Estatuto Político-Administrativo da Região

PS justifica alterações ao Estatuto para "pacificar lei"

PS justifica alterações ao Estatuto para "pacificar lei"

 

Lusa/AO online   Regional   10 de Set de 2008, 15:07

O PS justificou a sua proposta de alertar o Estatuto Político Administrativo dos Açores como uma forma de “pacificar a lei”, chumbada pelo Tribunal Constitucional (TC) e que levantou dúvidas ao Presidente Cavaco Silva.
“A intenção [do PS] é pacificar a lei que não tem nada de dramático nem nada de ofensivo a qualquer poder dos poderes constitucionais do Presidente da República”, afirmou, em declarações aos jornalistas no Parlamento, o vice-presidente da bancada do PS Ricardo Rodrigues.

    O deputado socialista garantiu ainda que nunca foi intenção do PS “retirar qualquer poder” ao Presidente da República com o Estatuto Político-Administrativo dos Açores, aprovado por unanimidade no Parlamento, e que foi “chumbado” pelo TC.

    A 31 de Julho, numa declaração ao país, Cavaco Silva alertou para a possibilidade de o novo Estatuto dos Açores colocar em causa a separação de poderes e as competências dos órgãos de soberania consagrados na Constituição.
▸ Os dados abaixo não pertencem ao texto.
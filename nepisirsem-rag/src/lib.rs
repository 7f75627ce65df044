//! # nepisirsem-rag
//!
//! Indexing and retrieval for the Ne Pişirsem recipe assistant.
//!
//! A recipe collection is loaded ([`load_document`]), split into overlapping
//! chunks ([`Chunker`]), embedded ([`EmbeddingProvider`]) and persisted in a
//! [`VectorStore`] together with an [`IndexManifest`]. At question time the
//! [`RagPipeline`] embeds the question, fetches the closest chunks and the
//! [`PromptTemplate`] turns them into a grounded prompt.
//!
//! ## Features
//!
//! - `gemini` (default): [`GeminiEmbeddingProvider`]
//! - `sled` (default): durable [`SledVectorStore`]
//! - `pdf` (default): PDF support in [`load_document`]

pub mod chunking;
pub mod config;
pub mod document;
pub mod embedding;
pub mod error;
pub mod inmemory;
pub mod loader;
pub mod mock;
pub mod pipeline;
pub mod prompt;
pub mod vectorstore;

#[cfg(feature = "gemini")]
pub mod gemini;
#[cfg(feature = "sled")]
pub mod sled_store;

pub use chunking::{Chunker, FixedSizeChunker, RecursiveChunker, TextSpan};
pub use config::{RagConfig, RagConfigBuilder};
pub use document::{Chunk, Document, IndexManifest, Metadata, Page, SearchResult, VectorRecord};
pub use embedding::{EmbeddingProvider, RetryPolicy, RetryingEmbeddingProvider};
pub use error::{RagError, Result};
pub use inmemory::InMemoryVectorStore;
pub use loader::{load_document, split_pages};
pub use mock::MockEmbeddingProvider;
pub use pipeline::{IndexReport, RagPipeline, RagPipelineBuilder};
pub use prompt::{DEFAULT_INSTRUCTIONS, PromptTemplate, REFUSAL_MESSAGE};
pub use vectorstore::{VectorStore, cosine_similarity};

#[cfg(feature = "gemini")]
pub use gemini::GeminiEmbeddingProvider;
#[cfg(feature = "sled")]
pub use sled_store::SledVectorStore;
    O Estatuto, afirmou, tem “normas que suscitam sérias reservas de natureza político institucional”, além daquelas consideradas inconstitucionais pelo Tribunal Constitucional, dando como exemplo o procedimento para a dissolução do Parlamento Regional, ao prever a audição do Assembleia Legislativa.

    Além de corrigir as oito normas declaradas inconstitucionais, a bancada da maioria propõe uma alteração numa das matérias que Cavaco Silva abordou na comunicação ao país.

    Embora mantenha a proposta de audição pelo Presidente da Assembleia Legislativa Regional em caso de dissolução, o PS “deixa cair” essa obrigação antes da nomeação ou exoneração do Representante da República na região, dado quue este é um cargo que depende directamente do Chefe do Estado.

    O PSD também apresentou uma proposta de alteração, eliminando o artigo 114.º da lei – sobre os quais Cavaco Silva levantou dúvidas -, substituindo-o por um “princípio geral” retirado da Constitucional, além da corrigir os artigos “chumbados”.

    Os sociais-democratas propõem que fique claro que os órgãos de soberania, como o Presidente, “ouvirão sempre, relativamente às questões da sua competência à Região Autónoma dos Açores, os respectivos órgãos de governo próprio”.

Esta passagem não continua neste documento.